I liked the theme, which was about being responsible for the consequences of your actions, and I liked Spike Lee's interpretation of it. I especially liked some of his film techniques. Sometimes the colors are altered to show the main characters bathed in blue. And, during the sequences that get inside Norton's mind, the colors are glaring neon. This adds to the interest and the edginess of the film.

The story is easy to relate to. The characters are real. The acting is the finest that the film industry has to offer. And there's a director who has his own personal style of bringing it all to life. You can't go wrong with that combination.

Recommended.

Rating: 4 stars
Summary: one of Lee's better films
Review: A Film by Spike Lee

Montgomery Brogan (Edward Norton) is facing a seven year jail term after being caught by the DEA for dealing drugs. This movie is his last 24 hours of freedom before he has to go to prison (for some reason he gets to bring himself to prison when the day ends). He contacts his two friends: Jacob Elinski (Philip Seymour Hoffman), a teacher with an unhealthy interest in his student Mary (Anna Paquin); and Frank Slaughtery (Barry Pepper), a stock broker who thinks too much of his abilities and too little of the money of his clients. The three of them will get together later that night along with Monty's girlfriend, Naturelle Riviera (Rosario Dawson).

The film spends its time examing who Monty is. He's a man who rescues a dog that was abused and left for dead, but he is also a drug dealer with no pity for someone whom he helped become a junkie. We see how he relates to his girlfriend on his last day of freedom, as well as what his relationships are like with his best friends, and what they think of him. Throughout the movie, Monty is re-evaluating his life and what he has done in his life (many bad things). He has to decide how he wants to spend the rest of his life and what kind of man he wants to be. Spike Lee does not give us an answer on whether or not Monty is a good man (or if we should think that he is), but rather leaves the question for us to answer if Monty is doing the right thing throughout the movie. 25th Hour offers condemnation without judgment, if such a thing really is possible.
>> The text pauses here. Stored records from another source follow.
//! Command dispatch
//!
//! One uniform contract: (identity, input text) -> reply text. Every
//! command, account or market, goes through [`BotHandler::handle`]; the
//! transport layer only delivers messages and prints replies. Upstream
//! failures become "try again later" replies and are never fatal.

use crate::bot::commands::Command;
use crate::bot::format::format_article;
use crate::content::budget_highlights_message;
use crate::error::BotError;
use crate::market::{MarketGateway, MarketSummary};
use sensei_account::{AccountError, AccountService, LoginOutcome};
use std::sync::Arc;

const WELCOME: &str = "\
Hii!! Welcome to DeFiSensei.
Thank you for choosing this bot.
Let's get you registered to experience all features of the bot.
Type /register to start registration process.
Type /help to view available commands.";

const LOGIN_REQUIRED: &str =
    "You need to be logged in to use this command. Please log in using /login.";

/// Routes parsed commands to the account service and market gateway
pub struct BotHandler {
    accounts: Arc<AccountService>,
    market: MarketGateway,
}

impl BotHandler {
    pub fn new(accounts: Arc<AccountService>, market: MarketGateway) -> Self {
        Self { accounts, market }
    }

    /// Handle one inbound message and produce the reply text
    pub async fn handle(&self, identity: &str, input: &str) -> String {
        let command = match Command::parse(input) {
            Ok(command) => command,
            Err(e @ BotError::Usage(_)) => return e.to_string(),
            Err(BotError::UnknownCommand(_)) => {
                return "Unknown command. Type /help to view available commands.".to_string();
            }
            Err(e) => return e.to_string(),
        };

        if command.requires_session() && !self.accounts.session_check(identity) {
            return LOGIN_REQUIRED.to_string();
        }

        match command {
            Command::Start => WELCOME.to_string(),
            Command::Help => Command::help_text().to_string(),
            Command::Register {
                username,
                password,
                email,
            } => self.register(identity, &username, &password, &email).await,
            Command::Login { username, password } => {
                self.login(identity, &username, &password).await
            }
            Command::Logout => match self.accounts.logout(identity) {
                Ok(()) => "Logout successful!".to_string(),
                Err(e) => e.to_string(),
            },
            Command::Delete {
                username,
                password,
                email,
            } => self.delete(identity, &username, &password, &email).await,
            Command::RequestOtp { email } => {
                match self.accounts.request_otp(identity, &email).await {
                    Ok(()) => "An OTP has been sent to your email. Please use /verify_otp to \
                               verify it."
                        .to_string(),
                    Err(e) => {
                        tracing::warn!(identity, error = %e, "request_otp failed");
                        "Failed to send OTP. Please try again later.".to_string()
                    }
                }
            }
            Command::VerifyOtp { email, code } => {
                match self.accounts.verify_otp(identity, &email, code).await {
                    Ok(()) => "OTP verified successfully. You can now use /recover_username or \
                               /reset_password."
                        .to_string(),
                    Err(_) => "Invalid or expired OTP. Please try again.".to_string(),
                }
            }
            Command::RecoverUsername { email } => match self.accounts.recover_username(&email) {
                Ok(username) => format!("Your username is {username}."),
                Err(AccountError::NotFound) => "No account found with this email.".to_string(),
                Err(AccountError::NotLoggedIn) => {
                    "Please verify your email by using /request_otp.".to_string()
                }
                Err(e) => e.to_string(),
            },
            Command::ResetPassword {
                email,
                new_password,
            } => match self.accounts.reset_password(&email, &new_password) {
                Ok(()) => "Your password has been reset successfully.".to_string(),
                Err(AccountError::NotFound) => "No account found with this email.".to_string(),
                Err(AccountError::NotLoggedIn) => {
                    "Please verify your email by using /request_otp.".to_string()
                }
                Err(e) => e.to_string(),
            },
            Command::Price { coin } => self.price(&coin).await,
            Command::Stock { symbol } => self.stock(&symbol).await,
            Command::Forex { from, to } => self.forex(&from, &to).await,
            Command::Market => render_market_summary(&self.market.market_summary().await),
            Command::FinanceNews => self.finance_news().await,
            Command::BudgetHighlights => budget_highlights_message(),
        }
    }

    async fn register(
        &self,
        identity: &str,
        username: &str,
        password: &str,
        email: &str,
    ) -> String {
        match self.accounts.register(identity, username, password, email).await {
            Ok(outcome) if outcome.notified => {
                "Registration successful!! Please check your email for confirmation.".to_string()
            }
            Ok(_) => "Registration successful, but the confirmation email could not be sent. \
                      Please check the email address."
                .to_string(),
            Err(e) => e.to_string(),
        }
    }

    async fn login(&self, identity: &str, username: &str, password: &str) -> String {
        match self.accounts.login(identity, username, password).await {
            Ok(LoginOutcome::LoggedIn) => "Login successful!".to_string(),
            Ok(LoginOutcome::PendingVerification { notified: true }) => {
                "Please verify your OTP to complete the login process. An OTP has been sent to \
                 your email; use /verify_otp to continue."
                    .to_string()
            }
            Ok(LoginOutcome::PendingVerification { notified: false }) => {
                "Failed to send OTP. Please try again later.".to_string()
            }
            Err(e) => e.to_string(),
        }
    }

    async fn delete(
        &self,
        identity: &str,
        username: &str,
        password: &str,
        email: &str,
    ) -> String {
        match self.accounts.delete(identity, username, password, email).await {
            Ok(outcome) if outcome.notified => {
                "Your account has been successfully deleted. A confirmation email has been sent."
                    .to_string()
            }
            Ok(_) => "Your account has been successfully deleted, but the confirmation email \
                      could not be sent."
                .to_string(),
            Err(_) => {
                "Invalid credentials. Please check your username, password, and email.".to_string()
            }
        }
    }

    async fn price(&self, coin: &str) -> String {
        match self.market.coin_price(coin).await {
            Ok(price) => format!("The current price of {coin} is ₹{price}"),
            Err(BotError::DataUnavailable { .. }) => format!("Coin '{coin}' not found."),
            Err(e) => {
                tracing::error!(coin, error = %e, "price lookup failed");
                "Failed to fetch price data.".to_string()
            }
        }
    }

    async fn stock(&self, symbol: &str) -> String {
        match self.market.stock_quote(symbol).await {
            Ok(quote) => format!("The current price of {symbol} is ₹{}", quote.close),
            Err(BotError::DataUnavailable { .. }) => {
                format!("No price data found for {symbol}")
            }
            Err(e) => {
                tracing::error!(symbol, error = %e, "stock lookup failed");
                "Failed to fetch stock data. Please try again later.".to_string()
            }
        }
    }

    async fn forex(&self, from: &str, to: &str) -> String {
        match self.market.exchange_rate(from, to).await {
            Ok(rate) => {
                format!("The current exchange rate from {from} to {to} is ₹{rate}")
            }
            Err(BotError::DataUnavailable { .. }) => {
                format!("No data available for the currency pair {from}/{to}.")
            }
            Err(e) => {
                tracing::error!(from, to, error = %e, "forex lookup failed");
                format!("Failed to fetch data for the currency pair {from}/{to}.")
            }
        }
    }

    async fn finance_news(&self) -> String {
        match self.market.finance_news().await {
            Ok(articles) if articles.is_empty() => "No news articles found.".to_string(),
            Ok(articles) => articles
                .iter()
                .map(format_article)
                .collect::<Vec<_>>()
                .join("\n"),
            Err(e) => {
                tracing::error!(error = %e, "news fetch failed");
                "Failed to fetch news. Please try again later.".to_string()
            }
        }
    }
}

fn render_market_summary(summary: &MarketSummary) -> String {
    let mut message = String::from("Live Market Updates:\n\n");

    if summary.worldwide.is_empty() {
        message.push_str("No data available for top worldwide stocks.\n\n");
    } else {
        message.push_str("Top Stocks Worldwide:\n");
        for stock in &summary.worldwide {
            message.push_str(&format!("{}: ₹{}\n", stock.symbol, stock.price));
        }
    }

    if summary.india.is_empty() {
        message.push_str("No data available for top Indian stocks.\n\n");
    } else {
        message.push_str("\nTop Stocks in India:\n");
        for stock in &summary.india {
            message.push_str(&format!("{}: ₹{}\n", stock.symbol, stock.price));
        }
    }

    if summary.forex.is_empty() {
        message.push_str("No data available for forex prices.\n");
    } else {
        message.push_str("\nForex Prices:\n");
        for (pair, rate) in &summary.forex {
            message.push_str(&format!("{pair}: ₹{rate}\n"));
        }
    }

    message
}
This movie also is the first one that I have seen that addresses a post-September 11th New York. The opening credit montage has some fairly mournful music that both sets the tone for the movie as well as touching upon the terrorist attacks. The blue lights that we see are the spotlights that shine in the New York skyline in place of the towers. There are also small touches throughout the movie about post 9/11 New York. One of the best sequences in the movie is one where Monty is cursing all of New York, going down a list of stereotypes and realities before he gets to other things that he hates (including Osama Bin Laden) and concluding with himself. It is a beautifully written, if vulgar, speech. It is the money shot of the movie.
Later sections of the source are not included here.